Newly released documents detail how the U.S. government reportedly funded gain-of-function research at the Wuhan Institute of Virology, where the COVID-19 outbreak began.
The documents were obtained by The Intercept through a Freedom of Information Act (FOIA) lawsuit and contain previously undisclosed information from the National Institute of Health (NIH).
“The Intercept has obtained more than 900 pages of documents detailing the work of EcoHealth Alliance, a U.S.-based health organization that used federal money to fund bat coronavirus research at the Chinese laboratory,” The Intercept wrote. “The trove of documents includes two previously unpublished grant proposals that were funded by the National Institute of Allergy and Infectious Diseases, as well as project updates relating to EcoHealth Alliance’s research, which has been scrutinized amid increased interest in the origins of the pandemic.”

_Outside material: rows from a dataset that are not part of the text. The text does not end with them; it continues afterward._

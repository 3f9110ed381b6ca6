//! SQLite connection and schema runner.

use sqlx::sqlite::{
    SqliteConnectOptions, SqliteJournalMode, SqlitePoolOptions, SqliteQueryResult, SqliteRow,
};
use sqlx::{Row, SqlitePool};
use std::path::{Path, PathBuf};

use super::table::Table;
use super::value::{bind_values, Value};
use crate::error::{StoreError, StoreResult};
use crate::persistence::traits::Record;

/// Schema scripts in the order they must be applied.
///
/// Each script only uses `IF NOT EXISTS` statements, so re-running the whole
/// list against an existing database is safe.
pub const SCHEMA_SCRIPTS: [(&str, &str); 3] = [
    (
        "schema_base",
        include_str!("../../../migrations/001_schema_base.sql"),
    ),
    (
        "schema_usuarios",
        include_str!("../../../migrations/002_schema_usuarios.sql"),
    ),
    (
        "schema_relatorios",
        include_str!("../../../migrations/003_schema_relatorios.sql"),
    ),
];

/// The single shared handle to the territory database.
///
/// The pool holds exactly one connection, so statements from every caller
/// run one after another on the same connection.
#[derive(Clone)]
pub struct Database {
    pool: SqlitePool,
    path: Option<PathBuf>,
}

impl Database {
    /// Open (or create) the database file at `path`.
    ///
    /// The parent directory is created when missing. Call [`Database::setup`]
    /// afterwards to apply the schema and seed defaults.
    pub async fn open(path: &Path) -> StoreResult<Self> {
        if let Some(parent) = path.parent() {
            if !parent.as_os_str().is_empty() {
                std::fs::create_dir_all(parent)?;
            }
        }

        let pool = SqlitePoolOptions::new()
            .max_connections(1)
            .connect_with(file_options(path))
            .await?;

        tracing::debug!(path = %path.display(), "database opened");
        Ok(Self {
            pool,
            path: Some(path.to_path_buf()),
        })
    }

    /// Create an in-memory database for testing. The schema is applied but
    /// nothing is seeded.
    #[cfg(test)]
    pub async fn new_in_memory() -> StoreResult<Self> {
        use std::str::FromStr;

        let options = SqliteConnectOptions::from_str("sqlite::memory:")?.foreign_keys(true);

        let pool = SqlitePoolOptions::new()
            .max_connections(1)
            .idle_timeout(None)
            .max_lifetime(None)
            .connect_with(options)
            .await?;

        let db = Self { pool, path: None };
        db.apply_schema().await?;
        Ok(db)
    }

    /// Apply every schema script, then seed sample data and the default
    /// administrator where their tables are empty.
    pub async fn setup(&self) -> StoreResult<()> {
        self.apply_schema().await?;
        super::seed::seed_defaults(self).await?;
        tracing::info!("database setup complete");
        Ok(())
    }

    /// Run the schema scripts in order, stopping at the first failure.
    pub async fn apply_schema(&self) -> StoreResult<()> {
        for (name, script) in SCHEMA_SCRIPTS {
            self.execute_script(script)
                .await
                .map_err(|e| StoreError::Script {
                    name,
                    message: e.to_string(),
                })?;
            tracing::debug!(script = name, "schema script applied");
        }
        Ok(())
    }

    /// Run one parameterized statement.
    ///
    /// Failures are logged with the statement and its parameters.
    pub async fn execute(&self, sql: &str, params: &[Value]) -> StoreResult<SqliteQueryResult> {
        bind_values(sqlx::query(sql), params)
            .execute(&self.pool)
            .await
            .map_err(|e| statement_failed(sql, params, e))
    }

    /// Run the same statement once per parameter row, in one transaction.
    /// Returns the total number of affected rows.
    pub async fn execute_many(&self, sql: &str, rows: &[Vec<Value>]) -> StoreResult<u64> {
        let mut tx = self.pool.begin().await?;
        let mut affected = 0;
        for params in rows {
            let result = bind_values(sqlx::query(sql), params)
                .execute(&mut *tx)
                .await
                .map_err(|e| statement_failed(sql, params, e))?;
            affected += result.rows_affected();
        }
        tx.commit().await?;
        Ok(affected)
    }

    /// Run a multi-statement script. Statements before a failing one stay
    /// applied.
    pub async fn execute_script(&self, script: &str) -> StoreResult<()> {
        sqlx::raw_sql(script)
            .execute(&self.pool)
            .await
            .map_err(|e| {
                tracing::error!(error = %e, "script failed");
                StoreError::from(e)
            })?;
        Ok(())
    }

    pub async fn fetch_all(&self, sql: &str, params: &[Value]) -> StoreResult<Vec<SqliteRow>> {
        bind_values(sqlx::query(sql), params)
            .fetch_all(&self.pool)
            .await
            .map_err(|e| statement_failed(sql, params, e))
    }

    pub async fn fetch_optional(
        &self,
        sql: &str,
        params: &[Value],
    ) -> StoreResult<Option<SqliteRow>> {
        bind_values(sqlx::query(sql), params)
            .fetch_optional(&self.pool)
            .await
            .map_err(|e| statement_failed(sql, params, e))
    }

    /// First column of the first row as an integer. No row or NULL reads as 0.
    pub async fn fetch_scalar(&self, sql: &str, params: &[Value]) -> StoreResult<i64> {
        match self.fetch_optional(sql, params).await? {
            Some(row) => Ok(row.try_get::<Option<i64>, _>(0)?.unwrap_or(0)),
            None => Ok(0),
        }
    }

    /// Rebuild the database file, reclaiming free pages.
    pub async fn compact(&self) -> StoreResult<()> {
        self.execute_script("VACUUM").await
    }

    /// Repository for `R`.
    pub fn table<R: Record>(&self) -> Table<R> {
        Table::new(self.clone())
    }

    /// Location of the database file; `None` for in-memory databases.
    pub fn path(&self) -> Option<&Path> {
        self.path.as_deref()
    }

    pub fn pool(&self) -> &SqlitePool {
        &self.pool
    }

    pub async fn close(&self) {
        self.pool.close().await;
    }
}

/// Connection options for a database file.
///
/// The rollback journal keeps every committed change in the main file, which
/// file-copy backups rely on.
pub(crate) fn file_options(path: &Path) -> SqliteConnectOptions {
    SqliteConnectOptions::new()
        .filename(path)
        .create_if_missing(true)
        .journal_mode(SqliteJournalMode::Delete)
        .foreign_keys(true)
}

/// Log a failed statement with what was sent, then convert the error.
pub(crate) fn statement_failed(sql: &str, params: &[Value], e: sqlx::Error) -> StoreError {
    tracing::error!(error = %e, query = sql, params = ?params, "statement failed");
    StoreError::from(e)
}

#[cfg(test)]
mod tests {
    use super::*;

    #[tokio::test]
    async fn test_open_in_memory() {
        let db = Database::new_in_memory().await.unwrap();
        let one = db.fetch_scalar("SELECT 1", &[]).await.unwrap();
        assert_eq!(one, 1);
        assert!(db.path().is_none());
    }

    #[tokio::test]
    async fn test_schema_creates_tables() {
        let db = Database::new_in_memory().await.unwrap();
        let rows = db
            .fetch_all(
                "SELECT name FROM sqlite_master WHERE type='table' ORDER BY name",
                &[],
            )
            .await
            .unwrap();
        let names: Vec<String> = rows.iter().map(|r| r.get("name")).collect();
        for table in ["territorios", "imoveis", "usuarios", "sessoes", "relatorios"] {
            assert!(names.iter().any(|n| n == table), "missing {table}");
        }
    }

    #[tokio::test]
    async fn test_open_file_based_creates_directory() {
        let dir = tempfile::tempdir().unwrap();
        let db_path = dir.path().join("nested").join("territorios.db");
        let db = Database::open(&db_path).await.unwrap();
        db.setup().await.unwrap();
        assert!(db_path.exists());
        assert_eq!(db.path(), Some(db_path.as_path()));
    }

    #[tokio::test]
    async fn test_failed_statement_is_an_error() {
        let db = Database::new_in_memory().await.unwrap();
        let err = db
            .execute("INSERT INTO no_such_table VALUES (?)", &[Value::Integer(1)])
            .await
            .unwrap_err();
        assert!(matches!(err, StoreError::Database(_)));
    }

    #[tokio::test]
    async fn test_execute_many_is_atomic() {
        let db = Database::new_in_memory().await.unwrap();
        let rows = vec![
            vec![Value::from("A")],
            vec![Value::Null],
            vec![Value::from("C")],
        ];
        let err = db
            .execute_many("INSERT INTO territorios (nome) VALUES (?)", &rows)
            .await;
        assert!(err.is_err());
        let count = db
            .fetch_scalar("SELECT COUNT(*) FROM territorios", &[])
            .await
            .unwrap();
        assert_eq!(count, 0);
    }

    #[tokio::test]
    async fn test_setup_is_repeatable() {
        let dir = tempfile::tempdir().unwrap();
        let db = Database::open(&dir.path().join("t.db")).await.unwrap();
        db.setup().await.unwrap();
        db.setup().await.unwrap();
        let territories = db
            .fetch_scalar("SELECT COUNT(*) FROM territorios", &[])
            .await
            .unwrap();
        assert_eq!(territories, 1);
        let admins = db
            .fetch_scalar("SELECT COUNT(*) FROM usuarios", &[])
            .await
            .unwrap();
        assert_eq!(admins, 1);
    }
}
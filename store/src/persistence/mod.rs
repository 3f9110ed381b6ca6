//! Persistence layer: the SQLite gateway and typed repositories.

pub mod sqlite;
mod traits;

pub use sqlite::{
    Database, Table, TerritoryReportRow, Value, DEFAULT_ADMIN_EMAIL, DEFAULT_ADMIN_PASSWORD,
    SCHEMA_SCRIPTS,
};
pub use traits::{ListQuery, Record, Statement, UniqueKey, UpdateGuard};
//! Record mapping shared by every stored entity.
//!
//! A [`Record`] names its table, primary key and writable columns as
//! associated constants and maps rows explicitly. [`Table`](super::Table)
//! supplies the CRUD operations for any `Record`; entity-specific queries are
//! inherent methods on `Table<Entity>`.

use sqlx::sqlite::SqliteRow;
use territory::Validate;

use super::sqlite::Value;
use crate::error::StoreResult;

pub trait Record: Validate + Sized + Send + Sync + Unpin + 'static {
    /// Human name used in errors and logs.
    const ENTITY: &'static str;
    const TABLE: &'static str;
    const PRIMARY_KEY: &'static str = "id";
    /// Columns written on insert and update, in the order of [`Record::values`].
    /// Database-managed columns (creation timestamps) are left out.
    const COLUMNS: &'static [&'static str];
    /// Joined projection adding display columns. Must expose every table column.
    const VIEW: Option<&'static str> = None;
    const DEFAULT_ORDER: Option<&'static str> = None;

    fn id(&self) -> Option<i64>;
    fn set_id(&mut self, id: i64);
    fn values(&self) -> Vec<Value>;
    fn from_row(row: &SqliteRow) -> StoreResult<Self>;

    /// Column values that must not repeat across rows.
    fn unique_keys(&self) -> Vec<UniqueKey> {
        Vec::new()
    }

    /// Statements run in the same transaction right after this record is
    /// inserted with `id`.
    fn on_insert(&self, _id: i64) -> Vec<Statement> {
        Vec::new()
    }

    /// Row state this record may not be written over. Checked in the same
    /// UPDATE that saves the record.
    fn update_guard(&self) -> Option<UpdateGuard> {
        None
    }

    fn select_sql() -> String {
        match Self::VIEW {
            Some(view) => format!("SELECT * FROM ({view})"),
            None => format!("SELECT * FROM {}", Self::TABLE),
        }
    }
}

pub struct UniqueKey {
    pub column: &'static str,
    pub value: Value,
    /// Reported as a validation message when the value is taken.
    pub message: String,
}

/// `blocked_when` is a SQL boolean over the stored row. An UPDATE against a
/// row matching it is refused with `message` as a validation error.
#[derive(Debug, Clone)]
pub struct UpdateGuard {
    pub blocked_when: &'static str,
    pub message: String,
}

#[derive(Debug, Clone)]
pub struct Statement {
    pub sql: &'static str,
    pub params: Vec<Value>,
}

/// Filter, order and limit for [`Table::get_all`](super::Table::get_all).
#[derive(Debug, Clone, Default)]
pub struct ListQuery {
    pub filter: Option<String>,
    pub params: Vec<Value>,
    pub order_by: Option<String>,
    pub limit: Option<i64>,
}

impl ListQuery {
    pub fn new() -> Self {
        Self::default()
    }

    /// `condition` is a SQL boolean expression with `?` placeholders.
    pub fn filter(mut self, condition: impl Into<String>, params: Vec<Value>) -> Self {
        self.filter = Some(condition.into());
        self.params = params;
        self
    }

    pub fn order_by(mut self, order: impl Into<String>) -> Self {
        self.order_by = Some(order.into());
        self
    }

    pub fn limit(mut self, limit: i64) -> Self {
        self.limit = Some(limit);
        self
    }
}
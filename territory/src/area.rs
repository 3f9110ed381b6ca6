//! Territories and the streets inside them.

use chrono::{NaiveDate, NaiveDateTime};
use serde::{Deserialize, Serialize};

use crate::validate::{require_id, require_text, Validate};

#[derive(Debug, Clone, Default, PartialEq, Serialize, Deserialize)]
pub struct Territory {
    pub id: Option<i64>,
    pub name: String,
    pub description: Option<String>,
    pub last_visit: Option<NaiveDate>,
    pub created_at: Option<NaiveDateTime>,
}

impl Territory {
    pub fn new(name: impl Into<String>) -> Self {
        Self {
            name: name.into(),
            ..Default::default()
        }
    }

    pub fn with_description(mut self, description: impl Into<String>) -> Self {
        self.description = Some(description.into());
        self
    }
}

impl Validate for Territory {
    fn validate(&self) -> Vec<String> {
        let mut errors = Vec::new();
        require_text(&mut errors, &self.name, "Territory name");
        errors
    }
}

/// Coverage figures for one territory.
#[derive(Debug, Clone, Default, PartialEq, Serialize, Deserialize)]
pub struct TerritoryStatistics {
    pub total_streets: i64,
    pub total_properties: i64,
    pub total_service_records: i64,
    pub served_properties: i64,
    /// Percentage of properties with at least one service record.
    pub coverage: f64,
}

#[derive(Debug, Clone, Default, PartialEq, Serialize, Deserialize)]
pub struct Street {
    pub id: Option<i64>,
    pub territory_id: i64,
    pub name: String,
    /// Filled by joined lookups only.
    pub territory_name: Option<String>,
}

impl Street {
    pub fn new(territory_id: i64, name: impl Into<String>) -> Self {
        Self {
            territory_id,
            name: name.into(),
            ..Default::default()
        }
    }
}

impl Validate for Street {
    fn validate(&self) -> Vec<String> {
        let mut errors = Vec::new();
        require_id(&mut errors, self.territory_id, "Territory");
        require_text(&mut errors, &self.name, "Street name");
        errors
    }
}

/// Share of `part` in `whole` as a percentage rounded to two decimals.
pub fn percentage(part: i64, whole: i64) -> f64 {
    if whole <= 0 {
        return 0.0;
    }
    ((part as f64 / whole as f64) * 10_000.0).round() / 100.0
}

“The bat coronavirus grant provided EcoHealth Alliance with a total of $3.1 million, including $599,000 that the Wuhan Institute of Virology used in part to identify and alter bat coronaviruses likely to infect humans,” The Intercept added. “Even before the pandemic, many scientists were concerned about the potential dangers associated with such experiments. The grant proposal acknowledges some of those dangers: ‘Fieldwork involves the highest risk of exposure to SARS or other CoVs while working in caves with high bat density overhead and the potential for fecal dust to be inhaled.’”
Molecular biologist Alina Chan told The Intercept that the documents show EcoHealth Alliance should take the theory that COVID-19 originated at the Wuhan Institute of Virology seriously.
“In this proposal, they actually point out that they know how risky this work is. They keep talking about people potentially getting bitten — and they kept records of everyone who got bitten,” Chan said. “Does EcoHealth have those records? And if not, how can they possibly rule out a research-related accident?”
Dr. Richard Ebright, a molecular biologist at Rutgers University, told The Intercept after reviewing the documents, “The viruses they constructed were tested for their ability to infect mice that were engineered to display human-type receptors on their cell.”
Ebright also said that the documents show that two different types of coronaviruses were able to infect humanized mice. “While they were working on SARS-related coronavirus, they were carrying out a parallel project at the same time on MERS-related coronavirus,” Ebright said.
Ebright added more detail later on Twitter.
“The materials show that the 2014 and 2019 NIH grants to EcoHealth with subcontracts to WIV funded gain-of-function research as defined in federal policies in effect in 2014-2017 and potential pandemic pathogen enhancement as defined in federal policies in effect in 2017-present,” Ebert wrote. “The materials confirm the grants supported the construction — in Wuhan — of novel chimeric SARS-related coronaviruses that combined a spike gene from one coronavirus with genetic information from another coronavirus, and confirmed the resulting viruses could infect human cells.”
“The materials reveal that the resulting novel, laboratory-generated SARS-related coronaviruses also could infect mice engineered to display human receptors on cells (‘humanized mice’),” he added. “The materials further reveal for the first time that one of the resulting novel, laboratory-generated SARS-related coronaviruses — one not been previously disclosed publicly — was more pathogenic to humanized mice than the starting virus from which it was constructed and thus not only was reasonably anticipated to exhibit enhanced pathogenicity, but, indeed, was *demonstrated* to exhibit enhanced pathogenicity.”